Content starts
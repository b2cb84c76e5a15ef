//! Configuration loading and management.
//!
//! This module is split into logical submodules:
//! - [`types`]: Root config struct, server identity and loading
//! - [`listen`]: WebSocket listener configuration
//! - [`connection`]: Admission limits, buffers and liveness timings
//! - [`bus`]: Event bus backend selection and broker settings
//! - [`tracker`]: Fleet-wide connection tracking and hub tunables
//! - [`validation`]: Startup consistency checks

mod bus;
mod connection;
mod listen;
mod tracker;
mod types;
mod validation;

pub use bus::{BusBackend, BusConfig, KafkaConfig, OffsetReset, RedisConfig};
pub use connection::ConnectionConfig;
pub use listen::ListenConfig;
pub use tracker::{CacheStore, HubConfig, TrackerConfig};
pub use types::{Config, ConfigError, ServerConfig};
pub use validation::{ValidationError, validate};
Content ends
▸ Exercise
Set down the entries above once more, verbatim.

▸ Exercise result
repository b2cb84c76e5a15ef
//! Configuration loading and management.
//!
//! This module is split into logical submodules:
//! - [`types`]: Root config struct, server identity and loading
//! - [`listen`]: WebSocket listener configuration
//! - [`connection`]: Admission limits, buffers and liveness timings
//! - [`bus`]: Event bus backend selection and broker settings
//! - [`tracker`]: Fleet-wide connection tracking and hub tunables
//! - [`validation`]: Startup consistency checks

mod bus;
mod connection;
mod listen;
mod tracker;
mod types;
mod validation;

pub use bus::{BusBackend, BusConfig, KafkaConfig, OffsetReset, RedisConfig};
pub use connection::ConnectionConfig;
pub use listen::ListenConfig;
pub use tracker::{CacheStore, HubConfig, TrackerConfig};
pub use types::{Config, ConfigError, ServerConfig};
pub use validation::{ValidationError, validate};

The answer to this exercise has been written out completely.